Assignment: Nothing in the data below may be left out; return all of it exactly.

[Dataset entries]
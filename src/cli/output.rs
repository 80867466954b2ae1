use ansi_term::{Colour, Style};

use crate::{
    catalog::AppCatalog,
    report::{ProcessUsage, UsageSummary},
    storage::AppTimeMap,
    tracker::events::{StatusChange, TrackerEvent},
    utils::time::format_clock,
};

const NAME_WIDTH: usize = 28;

/// One report line: icon, display name, time and share.
pub fn format_entry(entry: &ProcessUsage, catalog: &AppCatalog) -> String {
    format!(
        "{} {:<NAME_WIDTH$} {:>9} {:>7}",
        catalog.icon(&entry.process_name),
        catalog.display_name(&entry.process_name),
        format_clock(entry.seconds),
        entry.share.to_string(),
    )
}

pub fn print_summary(title: &str, summary: &UsageSummary, catalog: &AppCatalog) {
    println!("{}", Style::new().bold().underline().paint(title));
    if summary.entries.is_empty() {
        println!("{}", Colour::Fixed(244).paint("Nothing recorded"));
        println!();
        return;
    }

    println!(
        "Total {} across {} apps",
        Colour::Cyan.bold().paint(format_clock(summary.total_seconds)),
        summary.app_count
    );
    if let Some(top) = summary.most_used() {
        println!(
            "Most used {} {}",
            catalog.icon(&top.process_name),
            Colour::Green.paint(catalog.display_name(&top.process_name))
        );
    }
    for entry in &summary.entries {
        println!("  {}", format_entry(entry, catalog));
    }
    println!();
}

pub fn print_dates(dates: &[String]) {
    if dates.is_empty() {
        println!("{}", Colour::Fixed(244).paint("Nothing recorded yet"));
    }
    for date in dates {
        println!("{date}");
    }
}

/// Writes tracker notifications to the console while `track` runs.
pub struct EventPrinter<'a> {
    catalog: &'a AppCatalog,
    last_times: AppTimeMap,
}

impl<'a> EventPrinter<'a> {
    pub fn new(catalog: &'a AppCatalog) -> Self {
        Self {
            catalog,
            last_times: AppTimeMap::new(),
        }
    }

    pub fn print(&mut self, event: TrackerEvent) {
        match event {
            TrackerEvent::ActivityChanged {
                process_name,
                window_title,
            } => println!(
                "{} {} {}",
                self.catalog.icon(&process_name),
                Colour::Green.paint(self.catalog.display_name(&process_name)),
                Colour::Fixed(244).paint(window_title)
            ),
            TrackerEvent::TimeUpdated(times) => self.last_times = times,
            TrackerEvent::StatusChanged(status) => {
                let colour = match status {
                    StatusChange::Resumed | StatusChange::PrivateBrowsingEnded => Colour::Green,
                    StatusChange::Paused | StatusChange::PrivateBrowsingDetected => Colour::Yellow,
                    StatusChange::Stopped => Colour::Red,
                };
                println!("{}", colour.bold().paint(format!("[{status}]")));
            }
        }
    }

    /// Totals carried by the latest time update.
    pub fn last_times(&self) -> &AppTimeMap {
        &self.last_times
    }
}
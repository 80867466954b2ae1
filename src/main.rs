use anyhow::Result;
use clap::Parser;
use screentime::cli::{run_cli, Args};

fn main() -> Result<()> {
    run_cli(Args::parse())
}
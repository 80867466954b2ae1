use std::{
    ffi::OsString,
    path::{Path, PathBuf},
};

use tokio::{
    fs::{self, File},
    io::{self, AsyncWriteExt},
};

/// Replaces the contents of `path` with `contents` without ever exposing a half written file.
/// Data goes into a sibling temporary file first, which is synced and then renamed over the
/// target. The file handle is closed before the rename.
pub async fn write_atomically(path: &Path, contents: &[u8]) -> Result<(), io::Error> {
    if let Some(parent) = path.parent().filter(|v| !v.as_os_str().is_empty()) {
        fs::create_dir_all(parent).await?;
    }

    let temporary = temporary_sibling(path);
    {
        let mut file = File::create(&temporary).await?;
        file.write_all(contents).await?;
        file.flush().await?;
        file.sync_all().await?;
    }

    if let Err(e) = fs::rename(&temporary, path).await {
        let _ = fs::remove_file(&temporary).await;
        return Err(e);
    }
    Ok(())
}

fn temporary_sibling(path: &Path) -> PathBuf {
    let mut name = path
        .file_name()
        .map(|v| v.to_os_string())
        .unwrap_or_else(|| OsString::from("data"));
    name.push(".tmp");
    path.with_file_name(name)
}
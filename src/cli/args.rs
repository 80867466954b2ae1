use std::{fmt::Display, path::PathBuf};

use clap::{Args, ValueEnum};
use tracing::level_filters::LevelFilter;

use crate::utils::percentage::Percentage;

/// Options understood by every command.
#[derive(Args, Debug, Clone)]
pub struct GlobalArgs {
    #[arg(
        long,
        global = true,
        help = "Application directory. By default tries to save into $XDG_STATE_HOME or $HOME/.local/state"
    )]
    pub dir: Option<PathBuf>,
    /// Mirror the log into the console. Useful for debugging.
    #[arg(long = "log-console", global = true)]
    pub log_console: bool,
    #[arg(long = "log-filter", global = true)]
    pub log: Option<LevelFilter>,
}

#[derive(Debug, Clone, Copy, ValueEnum)]
pub enum DateStyle {
    Uk,
    Us,
}

impl From<DateStyle> for chrono_english::Dialect {
    fn from(value: DateStyle) -> Self {
        match value {
            DateStyle::Uk => Self::Uk,
            DateStyle::Us => Self::Us,
        }
    }
}

impl Display for DateStyle {
    fn fmt(&self, f: &mut std::fmt::Formatter<'_>) -> std::fmt::Result {
        match self {
            DateStyle::Uk => write!(f, "uk"),
            DateStyle::Us => write!(f, "us"),
        }
    }
}

#[derive(Args, Debug, Clone, Copy)]
pub struct ReportArgs {
    #[arg(long, default_value_t = DateStyle::Uk, help = "Style of dates used during parsing. For Uk it's day/month/year. For Us it's month/day/year")]
    pub date_style: DateStyle,
    #[arg(short = 'p', long = "percentage", help = "Hide apps below the specified share of the total", default_value_t = Percentage::zero())]
    pub min_percentage: Percentage,
}
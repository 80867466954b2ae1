use std::{fmt::Display, ops::Deref, str::FromStr};

use anyhow::anyhow;

#[derive(Debug, Clone, Copy, PartialEq, PartialOrd)]
pub struct Percentage(f64);

impl Display for Percentage {
    fn fmt(&self, f: &mut std::fmt::Formatter<'_>) -> std::fmt::Result {
        write!(f, "{:.1}%", self.0)
    }
}

impl Percentage {
    pub fn new_opt(value: f64) -> Option<Percentage> {
        if value < 0. || value.is_nan() {
            None
        } else {
            Some(Percentage(value))
        }
    }

    pub const fn zero() -> Percentage {
        Percentage(0.)
    }
}

impl FromStr for Percentage {
    type Err = anyhow::Error;

    fn from_str(s: &str) -> Result<Self, Self::Err> {
        // This means that 100%% also works, but I think I'm fine with that
        let s = s.trim_end_matches("%");
        let v = s.parse::<f64>()?;
        Percentage::new_opt(v).ok_or_else(|| anyhow!("Can't parse {s} into percentage"))
    }
}

impl Deref for Percentage {
    type Target = f64;

    fn deref(&self) -> &Self::Target {
        &self.0
    }
}

/// Share of `value` in `whole`, both in seconds. An empty whole gives 0%.
pub fn seconds_percentage(value: f64, whole: f64) -> Percentage {
    if whole <= 0. {
        return Percentage::zero();
    }
    Percentage::new_opt(value / whole * 100.).unwrap_or(Percentage::zero())
}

Your solution:
filename src/cli/output.rs
repository 80867466954b2ae1
use ansi_term::{Colour, Style};

use crate::{
    catalog::AppCatalog,
    report::{ProcessUsage, UsageSummary},
    storage::AppTimeMap,
    tracker::events::{StatusChange, TrackerEvent},
    utils::time::format_clock,
};

const NAME_WIDTH: usize = 28;

/// One report line: icon, display name, time and share.
pub fn format_entry(entry: &ProcessUsage, catalog: &AppCatalog) -> String {
    format!(
        "{} {:<NAME_WIDTH$} {:>9} {:>7}",
        catalog.icon(&entry.process_name),
        catalog.display_name(&entry.process_name),
        format_clock(entry.seconds),
        entry.share.to_string(),
    )
}

pub fn print_summary(title: &str, summary: &UsageSummary, catalog: &AppCatalog) {
    println!("{}", Style::new().bold().underline().paint(title));
    if summary.entries.is_empty() {
        println!("{}", Colour::Fixed(244).paint("Nothing recorded"));
        println!();
        return;
    }

    println!(
        "Total {} across {} apps",
        Colour::Cyan.bold().paint(format_clock(summary.total_seconds)),
        summary.app_count
    );
    if let Some(top) = summary.most_used() {
        println!(
            "Most used {} {}",
            catalog.icon(&top.process_name),
            Colour::Green.paint(catalog.display_name(&top.process_name))
        );
    }
    for entry in &summary.entries {
        println!("  {}", format_entry(entry, catalog));
    }
    println!();
}

pub fn print_dates(dates: &[String]) {
    if dates.is_empty() {
        println!("{}", Colour::Fixed(244).paint("Nothing recorded yet"));
    }
    for date in dates {
        println!("{date}");
    }
}

/// Writes tracker notifications to the console while `track` runs.
pub struct EventPrinter<'a> {
    catalog: &'a AppCatalog,
    last_times: AppTimeMap,
}

impl<'a> EventPrinter<'a> {
    pub fn new(catalog: &'a AppCatalog) -> Self {
        Self {
            catalog,
            last_times: AppTimeMap::new(),
        }
    }

    pub fn print(&mut self, event: TrackerEvent) {
        match event {
            TrackerEvent::ActivityChanged {
                process_name,
                window_title,
            } => println!(
                "{} {} {}",
                self.catalog.icon(&process_name),
                Colour::Green.paint(self.catalog.display_name(&process_name)),
                Colour::Fixed(244).paint(window_title)
            ),
            TrackerEvent::TimeUpdated(times) => self.last_times = times,
            TrackerEvent::StatusChanged(status) => {
                let colour = match status {
                    StatusChange::Resumed | StatusChange::PrivateBrowsingEnded => Colour::Green,
                    StatusChange::Paused | StatusChange::PrivateBrowsingDetected => Colour::Yellow,
                    StatusChange::Stopped => Colour::Red,
                };
                println!("{}", colour.bold().paint(format!("[{status}]")));
            }
        }
    }

    /// Totals carried by the latest time update.
    pub fn last_times(&self) -> &AppTimeMap {
        &self.last_times
    }
}
repository 80867466954b2ae1
filename src/main.rs
use anyhow::Result;
use clap::Parser;
use screentime::cli::{run_cli, Args};

fn main() -> Result<()> {
    run_cli(Args::parse())
}
repository 80867466954b2ae1
use std::{
    ffi::OsString,
    path::{Path, PathBuf},
};

use tokio::{
    fs::{self, File},
    io::{self, AsyncWriteExt},
};

/// Replaces the contents of `path` with `contents` without ever exposing a half written file.
/// Data goes into a sibling temporary file first, which is synced and then renamed over the
/// target. The file handle is closed before the rename.
pub async fn write_atomically(path: &Path, contents: &[u8]) -> Result<(), io::Error> {
    if let Some(parent) = path.parent().filter(|v| !v.as_os_str().is_empty()) {
        fs::create_dir_all(parent).await?;
    }

    let temporary = temporary_sibling(path);
    {
        let mut file = File::create(&temporary).await?;
        file.write_all(contents).await?;
        file.flush().await?;
        file.sync_all().await?;
    }

    if let Err(e) = fs::rename(&temporary, path).await {
        let _ = fs::remove_file(&temporary).await;
        return Err(e);
    }
    Ok(())
}

fn temporary_sibling(path: &Path) -> PathBuf {
    let mut name = path
        .file_name()
        .map(|v| v.to_os_string())
        .unwrap_or_else(|| OsString::from("data"));
    name.push(".tmp");
    path.with_file_name(name)
}
filename src/cli/args.rs
repository 80867466954b2ae1
use std::{fmt::Display, path::PathBuf};

use clap::{Args, ValueEnum};
use tracing::level_filters::LevelFilter;

use crate::utils::percentage::Percentage;

/// Options understood by every command.
#[derive(Args, Debug, Clone)]
pub struct GlobalArgs {
    #[arg(
        long,
        global = true,
        help = "Application directory. By default tries to save into $XDG_STATE_HOME or $HOME/.local/state"
    )]
    pub dir: Option<PathBuf>,
    /// Mirror the log into the console. Useful for debugging.
    #[arg(long = "log-console", global = true)]
    pub log_console: bool,
    #[arg(long = "log-filter", global = true)]
    pub log: Option<LevelFilter>,
}

#[derive(Debug, Clone, Copy, ValueEnum)]
pub enum DateStyle {
    Uk,
    Us,
}

impl From<DateStyle> for chrono_english::Dialect {
    fn from(value: DateStyle) -> Self {
        match value {
            DateStyle::Uk => Self::Uk,
            DateStyle::Us => Self::Us,
        }
    }
}

impl Display for DateStyle {
    fn fmt(&self, f: &mut std::fmt::Formatter<'_>) -> std::fmt::Result {
        match self {
            DateStyle::Uk => write!(f, "uk"),
            DateStyle::Us => write!(f, "us"),
        }
    }
}

#[derive(Args, Debug, Clone, Copy)]
pub struct ReportArgs {
    #[arg(long, default_value_t = DateStyle::Uk, help = "Style of dates used during parsing. For Uk it's day/month/year. For Us it's month/day/year")]
    pub date_style: DateStyle,
    #[arg(short = 'p', long = "percentage", help = "Hide apps below the specified share of the total", default_value_t = Percentage::zero())]
    pub min_percentage: Percentage,
}
repository 80867466954b2ae1
use std::{fmt::Display, ops::Deref, str::FromStr};

use anyhow::anyhow;

#[derive(Debug, Clone, Copy, PartialEq, PartialOrd)]
pub struct Percentage(f64);

impl Display for Percentage {
    fn fmt(&self, f: &mut std::fmt::Formatter<'_>) -> std::fmt::Result {
        write!(f, "{:.1}%", self.0)
    }
}

impl Percentage {
    pub fn new_opt(value: f64) -> Option<Percentage> {
        if value < 0. || value.is_nan() {
            None
        } else {
            Some(Percentage(value))
        }
    }

    pub const fn zero() -> Percentage {
        Percentage(0.)
    }
}

impl FromStr for Percentage {
    type Err = anyhow::Error;

    fn from_str(s: &str) -> Result<Self, Self::Err> {
        // This means that 100%% also works, but I think I'm fine with that
        let s = s.trim_end_matches("%");
        let v = s.parse::<f64>()?;
        Percentage::new_opt(v).ok_or_else(|| anyhow!("Can't parse {s} into percentage"))
    }
}

impl Deref for Percentage {
    type Target = f64;

    fn deref(&self) -> &Self::Target {
        &self.0
    }
}

/// Share of `value` in `whole`, both in seconds. An empty whole gives 0%.
pub fn seconds_percentage(value: f64, whole: f64) -> Percentage {
    if whole <= 0. {
        return Percentage::zero();
    }
    Percentage::new_opt(value / whole * 100.).unwrap_or(Percentage::zero())
}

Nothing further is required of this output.